The principal mechanism underlying the reduced rate of protein synthesis in atrophied skeletal muscle is largely unknown. eEF2k impairs the ability of eEF2 to bind to the ribosome via T56 phosphorylation. Perturbations in the eEF2k/eEF2 pathway during various stages of disuse muscle atrophy have been investigated utilizing a rat hindlimb suspension (HS) model. Two distinct components of eEF2k/eEF2 pathway misregulation were demonstrated, observing a significant (P<0.01) increase in eEF2k mRNA expression as early as 1-day HS and in eEF2k protein level after 3-day HS. We set out to determine whether eEF2k activation is a Ca2+-dependent process with involvement of Cav1.1. The ratio of T56-phosphorylated:total eEF2 was robustly elevated after 3-day HS, which was completely reversed by BAPTA-AM and decreased by 1.7-fold (P<0.05) by nifedipine. Transfection of C2C12 with pCMV-eEF2k and administration with small molecules were used to modulate eEF2k and eEF2 activity.

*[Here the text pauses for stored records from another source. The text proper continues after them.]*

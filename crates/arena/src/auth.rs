use base64::Engine;
use reqwest::header::{HeaderMap, HeaderName, HeaderValue, AUTHORIZATION};

use crate::errors::{ArenaError, ArenaResult};

/// Headers attached to every backend request.
///
/// Built once per session and passed through untouched; the client never
/// looks inside.
#[derive(Debug, Clone, Default)]
pub struct AuthContext {
    headers: HeaderMap,
}

impl AuthContext {
    /// No credentials. The public endpoints accept this.
    pub fn anonymous() -> Self {
        Self::default()
    }

    /// HTTP Basic credentials
    pub fn basic(username: &str, password: &str) -> ArenaResult<Self> {
        let token = base64::engine::general_purpose::STANDARD.encode(format!("{username}:{password}"));
        let mut value = HeaderValue::from_str(&format!("Basic {}", token))
            .map_err(|_| ArenaError::InvalidHeader(AUTHORIZATION.to_string()))?;
        value.set_sensitive(true);

        let mut headers = HeaderMap::new();
        headers.insert(AUTHORIZATION, value);
        Ok(Self { headers })
    }

    pub fn with_header(mut self, name: &str, value: &str) -> ArenaResult<Self> {
        let name = HeaderName::from_bytes(name.as_bytes())
            .map_err(|_| ArenaError::InvalidHeader(name.to_string()))?;
        let value =
            HeaderValue::from_str(value).map_err(|_| ArenaError::InvalidHeader(name.to_string()))?;
        self.headers.insert(name, value);
        Ok(self)
    }

    pub fn headers(&self) -> &HeaderMap {
        &self.headers
    }

    pub fn is_anonymous(&self) -> bool {
        self.headers.is_empty()
    }
}
use async_trait::async_trait;
use tokio_util::sync::CancellationToken;

use crate::auth::AuthContext;
use crate::client::{
    AgentRecord, ArenaClient, Choice, ChoiceRequest, ChoiceReveal, ConversationRecord,
    QuestionRequest, Roster, SpanVote, StepVote, VoteDirection,
};
use crate::config::ClientConfig;
use crate::conversation::ConversationState;
use crate::errors::{ArenaError, ArenaResult};
use crate::slots::{SlotId, SlotLayout};
use crate::stream::{FinalizedRound, RoundPersistence, RoundReport, Snapshot, StreamingSession};

/// One arena session: a roster of agents, their conversations and the rounds asked of them
pub struct Arena {
    client: ArenaClient,
    roster: Roster,
    conversation: ConversationState,
    session: StreamingSession,
    last_question: Option<String>,
}

impl Arena {
    /// Connect and draw a roster from the backend
    pub async fn start(config: &ClientConfig, auth: AuthContext) -> ArenaResult<Self> {
        let client = ArenaClient::new(config, auth)?;
        let roster = client.bootstrap().await?;
        if roster.agents.len() < config.slots.len() {
            tracing::warn!(
                agents = roster.agents.len(),
                slots = config.slots.len(),
                "Backend drew fewer agents than slots"
            );
        }
        Ok(Self::with_roster(client, roster, config.slots))
    }

    pub fn with_roster(client: ArenaClient, roster: Roster, layout: SlotLayout) -> Self {
        let archive = ConversationArchive {
            client: client.clone(),
            roster: roster.clone(),
        };
        let session = StreamingSession::new(client.clone(), layout).with_persistence(Box::new(archive));

        Arena {
            client,
            roster,
            conversation: ConversationState::new(layout),
            session,
            last_question: None,
        }
    }

    pub fn roster(&self) -> &Roster {
        &self.roster
    }

    pub fn session_id(&self) -> &str {
        &self.roster.session_id
    }

    pub fn layout(&self) -> SlotLayout {
        self.conversation.layout()
    }

    pub fn conversation(&self) -> &ConversationState {
        &self.conversation
    }

    pub fn client(&self) -> &ArenaClient {
        &self.client
    }

    /// Ask every agent a question and stream their answers into the conversation.
    ///
    /// `on_update` sees each snapshot together with the conversation it was
    /// just written into.
    pub async fn ask<F>(
        &mut self,
        question: &str,
        cancel: CancellationToken,
        mut on_update: F,
    ) -> ArenaResult<RoundReport>
    where
        F: FnMut(&Snapshot, &ConversationState),
    {
        let layout = self.layout();
        let request = self
            .conversation
            .histories()
            .into_iter()
            .fold(QuestionRequest::new(question, layout), |request, (slot, history)| {
                request.with_history(slot, history)
            })
            .with_selected_agents(self.roster.selected_agents(layout));

        let handle = self.conversation.begin_round(question);
        self.last_question = Some(question.to_string());

        let conversation = &mut self.conversation;
        self.session
            .run_round(&request, cancel, |snapshot| {
                conversation.apply_snapshot(handle, snapshot);
                on_update(snapshot, conversation);
            })
            .await
    }

    /// Record the user's verdict on the last round. Only two-agent arenas have one.
    pub async fn choose(&self, choice: Choice) -> ArenaResult<ChoiceReveal> {
        if self.layout() != SlotLayout::pair() {
            return Err(ArenaError::InvalidSlotCount(self.layout().len()));
        }
        let request = ChoiceRequest {
            choice,
            question: self.last_question.clone().unwrap_or_default(),
            conversation_a: self.conversation.history(SlotId::A).to_vec(),
            conversation_b: self.conversation.history(SlotId::B).to_vec(),
            selected_agents: self.roster.agents.iter().take(2).cloned().collect(),
            session_id: self.roster.session_id.clone(),
        };
        self.client.submit_choice(&request).await
    }

    /// Vote on a highlighted span of one agent's answer
    pub async fn vote_span(&self, slot: SlotId, vote: VoteDirection, highlighted_text: &str) -> ArenaResult<()> {
        let vote = SpanVote {
            vote,
            highlighted_text: highlighted_text.to_string(),
            agent_uuid: self.agent_uuid(slot)?,
            session_id: self.roster.session_id.clone(),
        };
        self.client.vote_span(&vote).await
    }

    /// Vote on one of an agent's intermediate steps
    pub async fn vote_step(&self, slot: SlotId, vote: VoteDirection, step_text: &str) -> ArenaResult<()> {
        let vote = StepVote {
            vote,
            step_text: step_text.to_string(),
            agent_uuid: self.agent_uuid(slot)?,
            session_id: self.roster.session_id.clone(),
        };
        self.client.vote_step(&vote).await
    }

    fn agent_uuid(&self, slot: SlotId) -> ArenaResult<String> {
        self.roster
            .agent(slot)
            .map(|entry| entry.id.clone())
            .ok_or(ArenaError::UnassignedSlot(slot))
    }
}

/// Saves every finalized round through the backend's conversation store
struct ConversationArchive {
    client: ArenaClient,
    roster: Roster,
}

impl ConversationArchive {
    fn record(&self, round: &FinalizedRound) -> ConversationRecord {
        let agents = round
            .agents
            .iter()
            .map(|agent| {
                let entry = self.roster.agent(agent.slot);
                AgentRecord {
                    slot: agent.slot,
                    id: entry
                        .map(|e| e.agent_id.clone().unwrap_or_else(|| e.id.clone()))
                        .unwrap_or_default(),
                    name: entry
                        .and_then(|e| e.name.clone())
                        .unwrap_or_else(|| agent.slot.display_name()),
                    response: agent.content.clone(),
                    intermediate_steps: agent.intermediate.clone(),
                    citations: agent.citations.clone(),
                }
            })
            .collect();

        ConversationRecord {
            session_id: self.roster.session_id.clone(),
            question: round.question.clone(),
            agents,
        }
    }
}

#[async_trait]
impl RoundPersistence for ConversationArchive {
    async fn persist(&self, round: &FinalizedRound) -> ArenaResult<()> {
        self.client.save_conversation(&self.record(round)).await
    }
}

Importantly, pharmacological enhancement of eEF2 phosphorylation induced P-p70S6k (T389) upregulation and restoration of global protein synthesis in the HS rats. Taken together, the eEF2k/eEF2 pathway is upregulated during disuse muscle atrophy involving calcium-dependent activation of eEF2k partly via Cav1.1. The study provides evidence, in vitro and in vivo, of the eEF2k/eEF2 pathway impact on p70S6k activity as well as protein expression of key atrophy biomarkers, MAFbx/atrogin-1 and MuRF-1.